I run a paid for active antivirus/antispyware/antirootkit program. This way, it doesn't have any popups asking you what to do and all the advanced settings are adjusted. I find that free versions have too many holes that 'other' users can screw up.
I have spywareblaster and spybot simply for the immunization/blocking. Updated manually weekly.
I don't use internet explorer. Opera/Firefox are my browser of choice. In any browser, I do NOT accept 3rd party cookies or let the browser save any info(this means I manually enter in where I'm going, and manually enter in my username/PW anytime I want to post anywhere).
My ethernet card(NIC) and wireless adapter use opendns.
http://www.opendns.com/start
I use windows vista/xp with the last service pack with ALL updates.
I don't ever open emails if I don't know the sender. I don't download or click on anything in an email.
I use sumatra and foxit for reading acrobat files.
I make sure that I update java, flash, and shockwave regularly. Seems that many people forget to keep 'common' programs that they use all the time updated. So, keep the OS updated, along with EVERY program installed in it.

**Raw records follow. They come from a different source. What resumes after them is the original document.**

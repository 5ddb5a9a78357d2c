use crate::calendar::DisplayedMonth;
use std::{env, path::PathBuf};
use tracing::warn;

const DEFAULT_PORT: u16 = 8080;
const DEFAULT_YEAR: i32 = 2025;
const DEFAULT_MONTH_NUMBER: i64 = 12;
const DEFAULT_CURRENCY: &str = "¥";

#[derive(Debug, Clone)]
pub struct Config {
    pub port: u16,
    pub wage_api_url: Option<String>,
    pub wage_data_path: Option<PathBuf>,
    pub default_month: DisplayedMonth,
    pub currency: String,
}

impl Default for Config {
    fn default() -> Self {
        Self {
            port: DEFAULT_PORT,
            wage_api_url: None,
            wage_data_path: None,
            default_month: DisplayedMonth::normalized(DEFAULT_YEAR, DEFAULT_MONTH_NUMBER - 1),
            currency: DEFAULT_CURRENCY.to_string(),
        }
    }
}

impl Config {
    pub fn from_env() -> Self {
        Self::from_lookup(|key| env::var(key).ok())
    }

    pub fn from_lookup(lookup: impl Fn(&str) -> Option<String>) -> Self {
        let get = |key: &str| {
            lookup(key)
                .map(|value| value.trim().to_string())
                .filter(|value| !value.is_empty())
        };

        let year = parse_or(get("WAGE_DEFAULT_YEAR"), "WAGE_DEFAULT_YEAR", DEFAULT_YEAR);
        let month_number = parse_or(
            get("WAGE_DEFAULT_MONTH"),
            "WAGE_DEFAULT_MONTH",
            DEFAULT_MONTH_NUMBER,
        );

        Self {
            port: parse_or(get("PORT"), "PORT", DEFAULT_PORT),
            wage_api_url: get("WAGE_API_URL").map(|url| url.trim_end_matches('/').to_string()),
            wage_data_path: get("WAGE_DATA_PATH").map(PathBuf::from),
            default_month: DisplayedMonth::normalized(year, month_number - 1),
            currency: get("WAGE_CURRENCY").unwrap_or_else(|| DEFAULT_CURRENCY.to_string()),
        }
    }
}

fn parse_or<T: std::str::FromStr + Copy>(value: Option<String>, key: &str, fallback: T) -> T {
    match value {
        Some(raw) => raw.parse().unwrap_or_else(|_| {
            warn!("ignoring invalid {key}={raw:?}");
            fallback
        }),
        None => fallback,
    }
}
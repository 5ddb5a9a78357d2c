use crate::handlers;
use crate::state::AppState;
use axum::{routing::get, Router};

pub fn router(state: AppState) -> Router {
    Router::new()
        .route("/", get(handlers::index))
        .route("/api/calendar", get(handlers::get_calendar))
        .route("/api/wages", get(handlers::get_wages))
        .with_state(state)
}
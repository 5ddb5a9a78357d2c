use crate::calendar::{CalendarCell, DisplayedMonth, WEEKDAY_LABELS};
use crate::models::CalendarResponse;

pub fn render_index(view: &CalendarResponse, name: Option<&str>, currency: &str) -> String {
    let month = DisplayedMonth::normalized(view.year, i64::from(view.month) - 1);
    let title = if view.user_name.is_empty() {
        "Wage calendar".to_string()
    } else {
        format!("{}'s wages", escape_html(&view.user_name))
    };

    INDEX_HTML
        .replace("{{TITLE}}", &title)
        .replace("{{MONTH_LABEL}}", &month.label())
        .replace("{{TOTAL}}", &escape_html(&format_total(view.monthly_total, currency)))
        .replace("{{PREV_HREF}}", &month_href(name, month.advance(-1)))
        .replace("{{NEXT_HREF}}", &month_href(name, month.advance(1)))
        .replace("{{WEEKDAYS}}", &render_weekdays())
        .replace("{{CELLS}}", &render_cells(&view.cells))
}

fn render_weekdays() -> String {
    WEEKDAY_LABELS
        .iter()
        .map(|label| format!(r#"<div class="weekday">{label}</div>"#))
        .collect()
}

fn render_cells(cells: &[CalendarCell]) -> String {
    let mut html = String::new();
    for cell in cells {
        match cell {
            CalendarCell::Blank => html.push_str(r#"<div class="day blank"></div>"#),
            CalendarCell::Day {
                day,
                date_key,
                wage,
            } => {
                let amount = if *wage > 0.0 {
                    format!(r#"<span class="wage">+{wage}</span>"#)
                } else {
                    r#"<span class="no-wage">-</span>"#.to_string()
                };
                html.push_str(&format!(
                    r#"<div class="day" data-date="{}"><span class="day-number">{day}</span>{amount}</div>"#,
                    escape_html(date_key)
                ));
            }
        }
    }
    html
}

fn month_href(name: Option<&str>, month: DisplayedMonth) -> String {
    let mut href = String::from("/?");
    if let Some(name) = name {
        href.push_str(&format!("name={}&amp;", encode_query_value(name)));
    }
    href.push_str(&format!("year={}&amp;month={}", month.year, month.month_number()));
    href
}

/// Currency symbol plus the amount with thousands separators and at most
/// three fraction digits, e.g. `¥ 1,150.5`.
pub fn format_total(amount: f64, currency: &str) -> String {
    let rounded = (amount * 1000.0).round() / 1000.0;
    let sign = if rounded < 0.0 { "-" } else { "" };
    let text = format!("{:.3}", rounded.abs());
    let (whole, fraction) = text.split_once('.').unwrap_or((text.as_str(), ""));
    let fraction = fraction.trim_end_matches('0');

    let mut grouped = String::with_capacity(whole.len() + whole.len() / 3);
    for (position, digit) in whole.chars().enumerate() {
        if position > 0 && (whole.len() - position) % 3 == 0 {
            grouped.push(',');
        }
        grouped.push(digit);
    }

    if fraction.is_empty() {
        format!("{currency} {sign}{grouped}")
    } else {
        format!("{currency} {sign}{grouped}.{fraction}")
    }
}

fn escape_html(text: &str) -> String {
    let mut escaped = String::with_capacity(text.len());
    for ch in text.chars() {
        match ch {
            '&' => escaped.push_str("&amp;"),
            '<' => escaped.push_str("&lt;"),
            '>' => escaped.push_str("&gt;"),
            '"' => escaped.push_str("&quot;"),
            '\'' => escaped.push_str("&#39;"),
            _ => escaped.push(ch),
        }
    }
    escaped
}

fn encode_query_value(value: &str) -> String {
    let mut encoded = String::with_capacity(value.len());
    for byte in value.bytes() {
        match byte {
            b'A'..=b'Z' | b'a'..=b'z' | b'0'..=b'9' | b'-' | b'_' | b'.' | b'~' => {
                encoded.push(byte as char)
            }
            _ => encoded.push_str(&format!("%{byte:02X}")),
        }
    }
    encoded
}

const INDEX_HTML: &str = r#"<!DOCTYPE html>
<html lang="en">
<head>
  <meta charset="UTF-8" />
  <meta name="viewport" content="width=device-width, initial-scale=1.0" />
  <title>Wage Calendar</title>
  <style>
    :root {
      --bg: #f5f7fa;
      --ink: #1f2937;
      --muted: #9ca3af;
      --accent: #2563eb;
      --accent-2: #3b82f6;
      --earned: #10b981;
      --cell: #f9fafb;
    }

    * {
      box-sizing: border-box;
    }

    body {
      margin: 0;
      min-height: 100vh;
      background: var(--bg);
      color: var(--ink);
      font-family: -apple-system, BlinkMacSystemFont, "Segoe UI", Roboto, Helvetica, Arial, sans-serif;
    }

    .app {
      max-width: 480px;
      margin: 0 auto;
      padding: 16px;
      display: grid;
      gap: 16px;
    }

    header {
      background: linear-gradient(135deg, var(--accent-2) 0%, var(--accent) 100%);
      border-radius: 16px;
      padding: 20px;
      color: white;
      box-shadow: 0 4px 12px rgba(37, 99, 235, 0.2);
      display: grid;
      gap: 4px;
    }

    h1 {
      margin: 0 0 6px;
      font-size: 18px;
      font-weight: normal;
      opacity: 0.9;
    }

    .total-label {
      font-size: 14px;
      opacity: 0.8;
    }

    .total {
      font-size: 32px;
      font-weight: bold;
    }

    nav {
      display: flex;
      justify-content: space-between;
      align-items: center;
      padding: 0 8px;
    }

    nav a {
      background: white;
      border: 1px solid #e5e7eb;
      border-radius: 8px;
      padding: 8px 16px;
      font-size: 14px;
      color: #374151;
      text-decoration: none;
    }

    nav span {
      font-size: 18px;
      font-weight: 600;
    }

    .calendar {
      background: white;
      border-radius: 16px;
      padding: 16px;
      box-shadow: 0 2px 8px rgba(0, 0, 0, 0.05);
    }

    .grid {
      display: grid;
      grid-template-columns: repeat(7, 1fr);
      gap: 8px;
    }

    .weekday {
      text-align: center;
      font-size: 14px;
      color: var(--muted);
      padding-bottom: 8px;
    }

    .day {
      aspect-ratio: 1 / 1;
      background: var(--cell);
      border: 1px solid #f3f4f6;
      border-radius: 8px;
      display: flex;
      flex-direction: column;
      align-items: center;
      justify-content: center;
    }

    .day.blank {
      background: transparent;
      border: none;
    }

    .day-number {
      font-size: 14px;
      font-weight: 500;
      color: #374151;
      margin-bottom: 2px;
    }

    .wage {
      font-size: 12px;
      font-weight: 600;
      color: var(--earned);
    }

    .no-wage {
      font-size: 12px;
      color: #d1d5db;
    }
  </style>
</head>
<body>
  <main class="app">
    <header>
      <h1>{{TITLE}}</h1>
      <span class="total-label">{{MONTH_LABEL}} total</span>
      <span class="total" id="total">{{TOTAL}}</span>
    </header>

    <nav>
      <a href="{{PREV_HREF}}" id="prev">&lt; Prev</a>
      <span id="month">{{MONTH_LABEL}}</span>
      <a href="{{NEXT_HREF}}" id="next">Next &gt;</a>
    </nav>

    <section class="calendar">
      <div class="grid">{{WEEKDAYS}}</div>
      <div class="grid" id="days">{{CELLS}}</div>
    </section>
  </main>
</body>
</html>
"#;
use serde::{Deserialize, Serialize};

/// The fixed category set. Transactions always carry one of these, and the
/// budget table is keyed by them. Not user-extensible.
#[derive(Debug, Clone, Copy, PartialEq, Eq, Serialize, Deserialize)]
pub(crate) enum Category {
    Food,
    Transport,
    Shopping,
    Bills,
    Others,
}

impl Category {
    pub(crate) fn as_str(&self) -> &'static str {
        match self {
            Self::Food => "Food",
            Self::Transport => "Transport",
            Self::Shopping => "Shopping",
            Self::Bills => "Bills",
            Self::Others => "Others",
        }
    }

    /// Parse a category name (case-insensitive). Returns `None` for anything
    /// outside the fixed set; unknown names are never coerced to `Others`.
    pub(crate) fn parse(s: &str) -> Option<Self> {
        match s.trim().to_lowercase().as_str() {
            "food" => Some(Self::Food),
            "transport" => Some(Self::Transport),
            "shopping" => Some(Self::Shopping),
            "bills" => Some(Self::Bills),
            "others" => Some(Self::Others),
            _ => None,
        }
    }

    /// All categories in presentation order. Derived views emit one entry
    /// per category in exactly this order.
    pub(crate) fn all() -> &'static [Category] {
        &[
            Self::Food,
            Self::Transport,
            Self::Shopping,
            Self::Bills,
            Self::Others,
        ]
    }
}

impl std::fmt::Display for Category {
    fn fmt(&self, f: &mut std::fmt::Formatter<'_>) -> std::fmt::Result {
        write!(f, "{}", self.as_str())
    }
}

I run a malwarebytes, superantispyware, and asquared 'free' scans at least once a month. And, I run a 'competing' free online AV scan about once a month. My AV/AS seems to be doing a great job since nothing has found anything.
My AV/AS program set to scan daily(usually when I'm at work) and is set to check for definition updates every couple hours.
Your computer is only as safe as YOU and your habits, regardless of the OS.
I don't care for running a firewall since the Vista firewall and my router is good enough for me. And, I haven't found the need for sandboxie. I guess sandboxie would be a great addition to common eye-dee-ten-tee(ID10T) user errors.
I have a good woman so I don't surf questionable websites.
I do OK with work(lots of OT). So, I don't feel the need or care to steal movies, videos, or music online.
I have a separate bank & account strictly for online shopping. It doesn't have a credit line or overdraft. I deposit what I need to when I shop online. This visa/debit is used solely for online shopping/paypal and is separate from my normal banking/checking/directdeposit.
I also have pseudo emails for forums, online shopping, friends, family...... Guess where all the spam comes from?
Usually friends with stupid chain emails(whether jokes, hearsay, pictures). Some forums/online stores.... also seem to sell off email addresses too.